AssertionError: `HyperlinkedIdentityField` requires the request in the serializer context
AssertionError: `HyperlinkedIdentityField` requires the request in the serializer context
我想建立一个 many-to-many 关系,一个人可以在多个俱乐部,一个俱乐部可以有很多人。我为以下逻辑添加了 models.py 和 serializers.py 但是当我尝试在命令提示符下序列化它时,出现以下错误 - 我在这里做错了什么?我什至没有 HyperlinkedIdentityField
Traceback (most recent call last):
File "<console>", line 1, in <module>
File "C:\Users\user\corr\lib\site-packages\rest_framework\serializers.py", line 503, in data
ret = super(Serializer, self).data
File "C:\Users\user\corr\lib\site-packages\rest_framework\serializers.py", line 239, in data
self._data = self.to_representation(self.instance)

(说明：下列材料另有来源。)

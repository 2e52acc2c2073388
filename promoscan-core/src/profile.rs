//! Positional motif score profiles around gene anchors.
use anyhow::{bail, ensure, Context, Result};
use log::{debug, info, warn};
use polars::prelude::*;
use std::{fs::File, path::{Path, PathBuf}, sync::Arc};

use crate::bed::{BEDLike, Strand};
use crate::genome::PromoterWindow;
use crate::motif::{DNAMotifScanner, MotifMatch, MotifSearch};
use crate::peak::AnchoredGene;
use crate::sequence::SequenceSource;
use crate::task::Task;

pub const GENE_ID_COLUMN: &str = "gene_id";

/// The offsets `-half_width..=half_width` around an anchor.
#[derive(Debug, Clone, Copy, PartialEq, Eq)]
pub struct ProfileWindow {
    pub half_width: u64,
}

impl Default for ProfileWindow {
    fn default() -> Self {
        Self { half_width: 500 }
    }
}

impl ProfileWindow {
    pub fn new(half_width: u64) -> Self {
        Self { half_width }
    }

    pub fn len(&self) -> usize {
        2 * self.half_width as usize + 1
    }

    pub fn offsets(&self) -> impl Iterator<Item = i64> {
        let h = self.half_width as i64;
        -h..=h
    }

    pub fn as_promoter(&self) -> PromoterWindow {
        PromoterWindow::symmetric(self.half_width)
    }
}

/// Sum the relative scores of `matches` over every position they cover.
/// Match coordinates are indices into the window, 0 being the leftmost
/// offset; parts of a match outside the window are ignored.
pub fn aggregate(window: &ProfileWindow, matches: &[MotifMatch]) -> Vec<f64> {
    let mut profile = vec![0.0; window.len()];
    for m in matches {
        let end = m.end.min(profile.len() - 1);
        if m.start <= end {
            profile[m.start..=end].iter_mut().for_each(|x| *x += m.rel_score);
        }
    }
    profile
}

/// Profiles of one motif, one row per gene.
#[derive(Debug, Clone, PartialEq)]
pub struct ProfileTable {
    window: ProfileWindow,
    gene_ids: Vec<String>,
    values: Vec<Vec<f64>>,
}

impl ProfileTable {
    pub fn new(window: ProfileWindow) -> Self {
        Self { window, gene_ids: Vec::new(), values: Vec::new() }
    }

    pub fn window(&self) -> ProfileWindow {
        self.window
    }

    pub fn push(&mut self, gene_id: String, profile: Vec<f64>) -> Result<()> {
        ensure!(
            profile.len() == self.window.len(),
            "profile of {} has {} positions, expecting {}", gene_id, profile.len(), self.window.len(),
        );
        self.gene_ids.push(gene_id);
        self.values.push(profile);
        Ok(())
    }

    pub fn len(&self) -> usize {
        self.gene_ids.len()
    }

    pub fn is_empty(&self) -> bool {
        self.gene_ids.is_empty()
    }

    pub fn gene_ids(&self) -> &[String] {
        &self.gene_ids
    }

    pub fn iter(&self) -> impl Iterator<Item = (&str, &[f64])> {
        self.gene_ids.iter().map(|x| x.as_str()).zip(self.values.iter().map(|x| x.as_slice()))
    }

    pub fn get(&self, gene_id: &str) -> Option<&[f64]> {
        self.gene_ids.iter().position(|x| x == gene_id).map(|i| self.values[i].as_slice())
    }

    /// Gene ids in the first column, then one column per offset.
    pub fn to_dataframe(&self) -> Result<DataFrame> {
        let mut columns = Vec::with_capacity(self.window.len() + 1);
        columns.push(Series::new(GENE_ID_COLUMN, self.gene_ids.clone()));
        for (j, offset) in self.window.offsets().enumerate() {
            let column: Vec<f64> = self.values.iter().map(|row| row[j]).collect();
            columns.push(Series::new(&offset.to_string(), column));
        }
        Ok(DataFrame::new(columns)?)
    }

    pub fn from_dataframe(df: &DataFrame) -> Result<Self> {
        let names = df.get_column_names();
        ensure!(names.first() == Some(&GENE_ID_COLUMN), "first column must be '{}'", GENE_ID_COLUMN);
        let offsets = names[1..].iter()
            .map(|x| x.parse::<i64>().with_context(|| format!("invalid offset column: {}", x)))
            .collect::<Result<Vec<_>>>()?;
        let half_width = offsets.last().copied().unwrap_or(0);
        ensure!(half_width >= 0, "invalid offset columns");
        let window = ProfileWindow::new(half_width as u64);
        ensure!(
            offsets.iter().copied().eq(window.offsets()),
            "offset columns must run from {} to {}", -half_width, half_width,
        );

        let gene_ids: Vec<String> = df.column(GENE_ID_COLUMN)?.str()?
            .into_iter()
            .map(|x| x.map(|x| x.to_string()).context("missing gene id"))
            .collect::<Result<_>>()?;
        let mut values = vec![Vec::with_capacity(window.len()); gene_ids.len()];
        for name in &names[1..] {
            let column = df.column(name)?.f64()?;
            for (row, value) in values.iter_mut().zip(column.into_iter()) {
                row.push(value.unwrap_or(0.0));
            }
        }
        Ok(Self { window, gene_ids, values })
    }

    pub fn write_ipc<P: AsRef<Path>>(&self, path: P) -> Result<()> {
        let path = path.as_ref();
        let mut file = File::create(path)
            .with_context(|| format!("cannot create file: {}", path.display()))?;
        IpcWriter::new(&mut file).finish(&mut self.to_dataframe()?)?;
        Ok(())
    }

    pub fn read_ipc<P: AsRef<Path>>(path: P) -> Result<Self> {
        let path = path.as_ref();
        let file = File::open(path)
            .with_context(|| format!("cannot open file: {}", path.display()))?;
        let df = IpcReader::new(file).finish()?;
        Self::from_dataframe(&df).with_context(|| format!("invalid profile table: {}", path.display()))
    }
}

/// The window sequence of one anchored gene, read on the `+` strand.
#[derive(Debug, Clone, PartialEq)]
pub struct PromoterSequence {
    pub gene_id: String,
    pub strand: Strand,
    pub seq: Vec<u8>,
}

/// Window sequences of every anchored gene, shared read-only by the motif
/// tasks.
#[derive(Debug, Clone, PartialEq)]
pub struct Promoters {
    pub window: ProfileWindow,
    pub sequences: Vec<PromoterSequence>,
}

impl Promoters {
    /// Fetch the window around each gene's anchor. Genes without an anchor
    /// are skipped, and so are genes whose window cannot be read.
    pub fn extract<S: SequenceSource>(
        source: &mut S,
        genes: &[AnchoredGene],
        window: ProfileWindow,
    ) -> Result<Self> {
        let mut sequences = Vec::new();
        for gene in genes {
            let anchor = match gene.anchor {
                Some(x) => x,
                None => continue,
            };
            if anchor <= window.half_width {
                warn!("Skipping {}: window around {} starts before the chromosome", gene.gene_id, anchor);
                continue;
            }
            let region = window.as_promoter().around(&gene.chrom, anchor);
            match source.fetch(region.chrom(), region.start(), region.end()) {
                Ok(seq) => sequences.push(PromoterSequence {
                    gene_id: gene.gene_id.clone(),
                    strand: gene.strand,
                    seq,
                }),
                Err(e) => warn!("Skipping {}: {:#}", gene.gene_id, e),
            }
        }
        info!("Extracted {} promoter sequences", sequences.len());
        Ok(Self { window, sequences })
    }

    pub fn len(&self) -> usize {
        self.sequences.len()
    }

    pub fn is_empty(&self) -> bool {
        self.sequences.is_empty()
    }
}

/// Profile every promoter with `motif`.
pub fn profile_motif<M: MotifSearch + ?Sized>(
    motif: &M,
    promoters: &Promoters,
    orient_by_strand: bool,
) -> Result<ProfileTable> {
    let window = promoters.window;
    let mut table = ProfileTable::new(window);
    for promoter in &promoters.sequences {
        if promoter.seq.len() != window.len() {
            bail!(
                "sequence of {} has length {}, expecting {}",
                promoter.gene_id, promoter.seq.len(), window.len(),
            );
        }
        let mut profile = aggregate(&window, &motif.find(&promoter.seq));
        if orient_by_strand && promoter.strand == Strand::Reverse {
            profile.reverse();
        }
        table.push(promoter.gene_id.clone(), profile)?;
    }
    Ok(table)
}

/// Replace characters that are not allowed in file names.
pub fn artifact_name(motif_id: &str) -> String {
    sanitize_filename::sanitize(motif_id)
}

/// Profiles one motif over all promoters and persists the table.
pub struct MotifProfileTask {
    scanner: DNAMotifScanner,
    promoters: Arc<Promoters>,
    orient_by_strand: bool,
    output: PathBuf,
}

impl MotifProfileTask {
    pub fn new(scanner: DNAMotifScanner, promoters: Arc<Promoters>, orient_by_strand: bool, dir: &Path) -> Self {
        let output = dir.join(format!("{}.arrow", artifact_name(scanner.id())));
        Self { scanner, promoters, orient_by_strand, output }
    }
}

impl Task for MotifProfileTask {
    fn key(&self) -> String {
        self.scanner.id().to_string()
    }

    fn output(&self) -> &Path {
        &self.output
    }

    fn run(&self, dest: &Path) -> Result<()> {
        debug!(
            "Scanning {} promoters with {} (width {}, {:.2} bits)",
            self.promoters.len(), self.scanner.id(), self.scanner.motif.size(),
            self.scanner.motif.info_content(),
        );
        profile_motif(&self.scanner, &self.promoters, self.orient_by_strand)?.write_ipc(dest)
    }
}
use std::fs::File;
use std::io::{BufRead, BufReader, BufWriter, Read, Write};
use std::path::Path;
use std::str::FromStr;
use anyhow::{Context, Result};
use itertools::Itertools;
use serde::{de::DeserializeOwned, Serialize};

#[derive(Debug, Clone, Copy, PartialEq, Eq)]
pub enum Compression {
    Gzip,
    Zstd,
}

impl FromStr for Compression {
    type Err = String;

    fn from_str(s: &str) -> Result<Self, Self::Err> {
        match s.to_lowercase().as_str() {
            "gzip" => Ok(Compression::Gzip),
            "zstd" | "zstandard" => Ok(Compression::Zstd),
            _ => Err(format!("unsupported compression: {}", s)),
        }
    }
}

pub fn open_file_for_write<P: AsRef<Path>>(
    filename: P,
    compression: Option<Compression>,
    compression_level: Option<u32>,
) -> Result<Box<dyn Write + Send>> {
    let buffer = BufWriter::new(
        File::create(&filename).with_context(|| format!("cannot create file: {}", filename.as_ref().display()))?
    );
    let writer: Box<dyn Write + Send> = match compression {
        None => Box::new(buffer),
        Some(Compression::Gzip) => Box::new(flate2::write::GzEncoder::new(buffer, flate2::Compression::new(compression_level.unwrap_or(6)))),
        Some(Compression::Zstd) => {
            let zstd = zstd::stream::Encoder::new(buffer, compression_level.unwrap_or(3) as i32)?;
            Box::new(zstd.auto_finish())
        },
    };
    Ok(writer)
}

/// Open a file, possibly compressed. Supports gzip and zstd.
pub fn open_file_for_read<P: AsRef<Path>>(file: P) -> Result<Box<dyn BufRead>> {
    let path = file.as_ref();
    let open = || File::open(path).with_context(|| format!("cannot open file: {}", path.display()));
    let reader: Box<dyn Read> = match detect_compression(path)? {
        Some(Compression::Gzip) => Box::new(flate2::read::MultiGzDecoder::new(open()?)),
        Some(Compression::Zstd) => Box::new(zstd::stream::read::Decoder::new(open()?)?),
        None => Box::new(open()?),
    };
    Ok(Box::new(BufReader::new(reader)))
}

/// Determine the file compression type. Supports gzip and zstd.
fn detect_compression<P: AsRef<Path>>(file: P) -> Result<Option<Compression>> {
    let path = file.as_ref();
    let fl = File::open(path).with_context(|| format!("cannot open file: {}", path.display()))?;
    if flate2::read::MultiGzDecoder::new(fl).header().is_some() {
        Ok(Some(Compression::Gzip))
    } else if path.extension().map_or(false, |ext| ext == "zst") {
        Ok(Some(Compression::Zstd))
    } else {
        Ok(None)
    }
}

/// Collapse a list of possibly repeated values into their unique values,
/// in first-seen order, joined by `,`.
pub fn collapse_unique<'a, I>(values: I) -> String
where
    I: IntoIterator<Item = &'a str>,
{
    values.into_iter().filter(|x| !x.is_empty()).unique().join(",")
}

/// Read a list of names, one per line. Blank lines and `#` comments are ignored.
pub fn read_name_list<P: AsRef<Path>>(file: P) -> Result<Vec<String>> {
    let mut names = Vec::new();
    for line in open_file_for_read(&file)?.lines() {
        let line = line?;
        let line = line.trim();
        if !line.is_empty() && !line.starts_with('#') {
            names.push(line.to_string());
        }
    }
    Ok(names)
}

/// Write rows as a tab-separated table with a header line.
pub fn write_tsv<P, T, I>(file: P, rows: I) -> Result<()>
where
    P: AsRef<Path>,
    T: Serialize,
    I: IntoIterator<Item = T>,
{
    let path = file.as_ref();
    let mut writer = csv::WriterBuilder::new()
        .delimiter(b'\t')
        .from_path(path)
        .with_context(|| format!("cannot create file: {}", path.display()))?;
    for row in rows {
        writer.serialize(row)?;
    }
    writer.flush()?;
    Ok(())
}

/// Read a tab-separated table written by [`write_tsv`].
pub fn read_tsv<P, T>(file: P) -> Result<Vec<T>>
where
    P: AsRef<Path>,
    T: DeserializeOwned,
{
    let path = file.as_ref();
    csv::ReaderBuilder::new()
        .delimiter(b'\t')
        .from_reader(open_file_for_read(path)?)
        .deserialize()
        .enumerate()
        .map(|(i, row)| row.with_context(|| format!("{}: malformed row {}", path.display(), i + 1)))
        .collect()
}
use bio::data_structures::interval_tree::{IntervalTree, IntervalTreeIterator};
use std::collections::HashMap;
use std::ops::Range;

use super::{BEDLike, GenomicRange};

/// Per-chromosome interval trees answering overlap queries.
///
/// Inclusive 1-based records are stored as half-open ranges, which is what
/// the underlying tree expects.
pub struct BedTree<D>(HashMap<String, IntervalTree<u64, D>>);

impl<D> Default for BedTree<D> {
    fn default() -> Self {
        Self(HashMap::new())
    }
}

fn to_half_open<B: BEDLike>(bed: &B) -> Range<u64> {
    bed.start()..bed.end() + 1
}

impl<D, B: BEDLike> FromIterator<(B, D)> for BedTree<D> {
    fn from_iter<I: IntoIterator<Item = (B, D)>>(iter: I) -> Self {
        let mut hmap: HashMap<String, IntervalTree<u64, D>> = HashMap::new();
        for (bed, data) in iter {
            hmap.entry(bed.chrom().to_string())
                .or_insert_with(IntervalTree::new)
                .insert(to_half_open(&bed), data);
        }
        BedTree(hmap)
    }
}

/// Iterates over the entries overlapping a query. Created by [`BedTree::find`].
pub struct BedTreeIterator<'a, D> {
    chrom: String,
    interval_tree_iterator: Option<IntervalTreeIterator<'a, u64, D>>,
}

impl<'a, D: 'a> Iterator for BedTreeIterator<'a, D> {
    type Item = (GenomicRange, &'a D);

    fn next(&mut self) -> Option<Self::Item> {
        let item = self.interval_tree_iterator.as_mut()?.next()?;
        let bed = GenomicRange::new(
            self.chrom.as_str(),
            item.interval().start,
            item.interval().end - 1,
        );
        Some((bed, item.data()))
    }
}

impl<D> BedTree<D> {
    pub fn find<B: BEDLike>(&self, bed: &B) -> BedTreeIterator<'_, D> {
        let chrom = bed.chrom().to_string();
        let interval_tree_iterator = self.0.get(&chrom).map(|tree| tree.find(to_half_open(bed)));
        BedTreeIterator { chrom, interval_tree_iterator }
    }

    pub fn is_overlapped<B: BEDLike>(&self, bed: &B) -> bool {
        self.find(bed).next().is_some()
    }
}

File "C:\Users\user\corr\lib\site-packages\rest_framework\serializers.py", line 472, in to_representation
ret[field.field_name] = field.to_representation(attribute)
File "C:\Users\user\corr\lib\site-packages\rest_framework\relations.py", line 320, in to_representation"the serializer." % self.__class__.__name__
AssertionError: `HyperlinkedIdentityField` requires the request in the serializer context. Add `context={'request': request}` when instantiating the serializer.
models.py
class Club(models.Model):
club_name = models.CharField(default='',blank=False,max_length=100)
class Person(models.Model):
person_name = models.CharField(default='',blank=False,max_length=200)
clubs = models.ManyToManyField(Club)
serializers.py
class ClubSerializer(serializers.ModelSerializer):
class Meta:
model = Club
fields = ('url','id','club_name','person')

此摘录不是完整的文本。